All of Us Strangers Review

All of Us Strangers: A Tender Film Spotlighting an Overlooked Struggle

All of Us Strangers, directed by Andrew Haigh, is a film that feels like the culmination of the director’s exploration of the idiosyncratic, lonely lives of certain gay men. Haigh, known for his breakout feature Weekend and the HBO series Looking, delves into the bittersweetness that comes with the progress made in LGBTQ+ rights and acceptance. The film shines a light on the struggle faced by a new generation of gay men who take for granted the advancements made in areas such as same-sex marriage and LGBTQ+ representation, while still dealing with the aftermath of the AIDS crisis and ongoing discrimination. Though All of Us Strangers may seem a bit polished for its raw subject matter, it deserves recognition for its portrayal of this overlooked struggle.

While All of Us Strangers takes inspiration from the 1987 Japanese novel Strangers by Taichi Yamada, it serves as a loose adaptation. To fully enjoy the film, it’s best to go in without knowing too much about the plot. However, here are the basics: Andrew Scott portrays Adam, a screenwriter in his 40s who is navigating through life. His friends have moved away from London with their partners and children, leaving Adam to spend his nights watching old TV and devouring biscuits. However, change comes in the form of Harry (Paul Mescal), Adam’s attractive neighbor, and a new writing project. As Adam delves into his own past for inspiration, the ghosts of his deceased parents (played by Jamie Bell and Claire Foy) manifest in his childhood home, leading him on a journey of self-reflection.

Throughout the film, as Adam grows closer to people – and spirits – he reflects on the societal influences that encouraged him to isolate himself. Caught between generations, Adam finds himself unable to fully identify with the term “queer,” but also not having experienced the full weight of the AIDS epidemic or Section 28. He recounts a life marked by subtle discrimination, shaped by the expectations of masculinity that alienated him from his peers and even his own father. Although these themes were present in Haigh’s previous work, such as Weekend, All of Us Strangers provides a clearer and more profound examination of these struggles. It highlights the lack of guidance and support for gay individuals navigating their growth, leaving Adam stuck in a state of arrested development while his friends move forward with their “real lives.” The encounters with his past only serve to emphasize his inertia.

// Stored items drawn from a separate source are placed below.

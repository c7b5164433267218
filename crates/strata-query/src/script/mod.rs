//! Script renderer contract and the dialect registry.
//!
//! A renderer is chosen once per query by the script's dialect tag and
//! compiles the query into a [`CompiledScript`]; the compiled form is then
//! rendered against every call's parameter.

mod template;

pub use template::TemplateRenderer;

use serde_json::Value;
use std::collections::HashMap;
use std::sync::Arc;
use tracing::{debug, warn};

use crate::error::{QueryError, Result};
use crate::model::{Query, Script};
use crate::types::{QueryParameter, Record};

/// Dialect tag of the built-in template renderer
pub const TEMPLATE_DIALECT: &str = "template";
/// Dialect tag of the verbatim renderer
pub const PLAIN_DIALECT: &str = "plain";

/// How a backend wants bound values to appear in the rendered body
#[derive(Debug, Clone, Copy, PartialEq, Eq)]
pub enum BindStyle {
    /// Positional `$1`, `$2`, ... markers
    Dollar,
    /// Positional `?` markers
    Question,
    /// Values written into the body as JSON literals
    Inline,
}

/// Executable body plus its bind values
#[derive(Debug, Clone, Default, PartialEq)]
pub struct RenderedScript {
    pub body: String,
    pub binds: Vec<Value>,
}

impl RenderedScript {
    pub fn new(body: impl Into<String>) -> Self {
        Self {
            body: body.into(),
            binds: Vec::new(),
        }
    }

    pub fn with_binds(mut self, binds: Vec<Value>) -> Self {
        self.binds = binds;
        self
    }
}

/// Inputs available while rendering one call
pub struct RenderContext<'a> {
    pub query: &'a Query,
    /// Caller parameter with coerced criteria
    pub parameter: &'a QueryParameter,
    pub bind_style: BindStyle,
}

/// Renderer for one script dialect
pub trait ScriptRenderer: Send + Sync {
    /// Dialect tag this renderer is registered under
    fn dialect(&self) -> &str;

    /// One-time preparation of a query's script
    fn compile(&self, query: &Query) -> Result<Arc<dyn CompiledScript>>;

    /// Compile a fetch predicate written in this dialect
    fn compile_predicate(
        &self,
        query: &Query,
        _script: &Script,
    ) -> Result<Arc<dyn FetchPredicate>> {
        Err(QueryError::UnsupportedDialect {
            query: query.versioned_name(),
            dialect: format!("{} (predicate)", self.dialect()),
        })
    }

    /// Compile a fetch injection script written in this dialect
    fn compile_injection(
        &self,
        query: &Query,
        _script: &Script,
    ) -> Result<Arc<dyn FetchInjection>> {
        Err(QueryError::UnsupportedDialect {
            query: query.versioned_name(),
            dialect: format!("{} (injection)", self.dialect()),
        })
    }
}

/// A script prepared once and rendered per call
pub trait CompiledScript: Send + Sync {
    fn render(&self, ctx: &RenderContext<'_>) -> Result<RenderedScript>;
}

/// Decides whether a fetch query runs for a parent row
pub trait FetchPredicate: Send + Sync {
    fn test(&self, parent: &Record, parameter: &QueryParameter) -> Result<bool>;
}

/// Transforms fetched values before they are injected into the parent
pub trait FetchInjection: Send + Sync {
    fn apply(&self, parent: &Record, fetched: Vec<Value>) -> Result<Vec<Value>>;
}

/// Renderer that hands the script body over verbatim
pub struct PlainRenderer;

struct PlainScript {
    body: String,
}

impl CompiledScript for PlainScript {
    fn render(&self, _ctx: &RenderContext<'_>) -> Result<RenderedScript> {
        Ok(RenderedScript::new(self.body.clone()))
    }
}

impl ScriptRenderer for PlainRenderer {
    fn dialect(&self) -> &str {
        PLAIN_DIALECT
    }

    fn compile(&self, query: &Query) -> Result<Arc<dyn CompiledScript>> {
        let body = match &query.common_segment {
            Some(segment) if !segment.trim().is_empty() => {
                format!("{}\n{}", segment.trim(), query.script.code.trim())
            }
            _ => query.script.code.trim().to_string(),
        };
        Ok(Arc::new(PlainScript { body }))
    }
}

/// Dialect tag to renderer map, consulted when a query is compiled
pub struct RendererRegistry {
    renderers: HashMap<String, Arc<dyn ScriptRenderer>>,
}

impl RendererRegistry {
    /// Empty registry
    pub fn new() -> Self {
        Self {
            renderers: HashMap::new(),
        }
    }

    /// Registry with the template and plain dialects
    pub fn with_defaults() -> Self {
        let mut registry = Self::new();
        registry.register(Arc::new(TemplateRenderer));
        registry.register(Arc::new(PlainRenderer));
        registry
    }

    pub fn register(&mut self, renderer: Arc<dyn ScriptRenderer>) {
        let dialect = renderer.dialect().to_string();
        if self.renderers.contains_key(&dialect) {
            warn!("Overwriting existing renderer for dialect: {}", dialect);
        }
        debug!("Registered renderer for dialect: {}", dialect);
        self.renderers.insert(dialect, renderer);
    }

    pub fn get(&self, dialect: &str) -> Option<Arc<dyn ScriptRenderer>> {
        self.renderers.get(dialect).cloned()
    }

    /// Renderer for a query's script, or an unsupported-dialect error
    pub fn for_script(&self, query: &Query, script: &Script) -> Result<Arc<dyn ScriptRenderer>> {
        self.get(&script.dialect)
            .ok_or_else(|| QueryError::UnsupportedDialect {
                query: query.versioned_name(),
                dialect: script.dialect.clone(),
            })
    }

    pub fn dialects(&self) -> Vec<String> {
        let mut dialects: Vec<String> = self.renderers.keys().cloned().collect();
        dialects.sort();
        dialects
    }
}

impl Default for RendererRegistry {
    fn default() -> Self {
        Self::with_defaults()
    }
}

#[cfg(test)]
mod tests {
    use super::*;

    #[test]
    fn test_default_dialects() {
        let registry = RendererRegistry::with_defaults();
        assert_eq!(registry.dialects(), vec!["plain", "template"]);
    }

    #[test]
    fn test_unknown_dialect() {
        let registry = RendererRegistry::with_defaults();
        let query = Query::new("orders", Script::new("velocity", "select 1"));
        let err = registry
            .for_script(&query, &query.script)
            .err()
            .expect("dialect should be unknown");
        assert!(matches!(err, QueryError::UnsupportedDialect { ref dialect, .. } if dialect == "velocity"));
    }

    #[test]
    fn test_plain_renderer_is_verbatim() {
        let mut query = Query::new("orders", Script::new(PLAIN_DIALECT, " {\"size\": 0} "));
        query.common_segment = Some("// shared".into());
        let compiled = PlainRenderer.compile(&query).unwrap();
        let parameter = QueryParameter::new();
        let rendered = compiled
            .render(&RenderContext {
                query: &query,
                parameter: &parameter,
                bind_style: BindStyle::Inline,
            })
            .unwrap();
        assert_eq!(rendered.body, "// shared\n{\"size\": 0}");
        assert!(rendered.binds.is_empty());
    }

    #[test]
    fn test_plain_renderer_has_no_predicates() {
        let query = Query::new("orders", Script::new(PLAIN_DIALECT, "x"));
        let script = Script::new(PLAIN_DIALECT, "true");
        assert!(PlainRenderer.compile_predicate(&query, &script).is_err());
    }
}
pub mod common;
pub mod render;
pub mod run;
pub mod validate;

pub use render::RenderCommand;
pub use run::RunCommand;
pub use validate::ValidateCommand;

It is important to note that All of Us Strangers is not just a sad film about the gay experience; it is a realistic portrayal. The film offers moments of joy, particularly in the budding relationship between Adam and Harry and the humorous performances by Jamie Bell and Claire Foy. Haigh’s signature visually stunning scenes capture the beauty of life, leaving no golden hour un-filmed. All of Us Strangers celebrates both the good and the bad, refraining from mere lamentation. Overall, it is a lovely depiction of the complexities of life.

However, the film’s overall pleasantness is somewhat disconcerting, considering the potential for a raw, melancholic portrayal of gay life in 2023. All of Us Strangers, Haigh’s first feature film with a mainstream awards push and major distribution through Disney’s Searchlight Pictures, plays it safe. Although Andrew Scott has shown his versatility in navigating between cynicism and romance (as demonstrated by his role as the Hot Priest in Fleabag), Adam, the protagonist of All of Us Strangers, lacks the expected level of bitterness. Even when he does exhibit a hint of it, the universe seems to deliver a harsh blow that, while it makes sense for the plot, feels unnecessarily cruel. Perhaps Haigh aimed to create a more pleasant gay film this time, but audiences looking for the same boldness and audacity found in Glen, the protagonist of Weekend, may find themselves disappointed.

This film celebrates the good and bad of life rather than lamenting it. That’s mostly a lovely thing.

The film’s inclination towards niceness becomes most apparent in its final scenes, where Adam’s story reaches a resolution that feels both too neat and no longer centered around Adam himself. While there is nothing inherently wrong with a gay film featuring a broader existential message, there is a sense of dissatisfaction. For the majority of its duration, All of Us Strangers generates empathy for a character who has isolated himself from the world, only to subject him to shocking horrors once he finally opens up. Sometimes, it is necessary to allow a gay protagonist to find solace within their own experiences.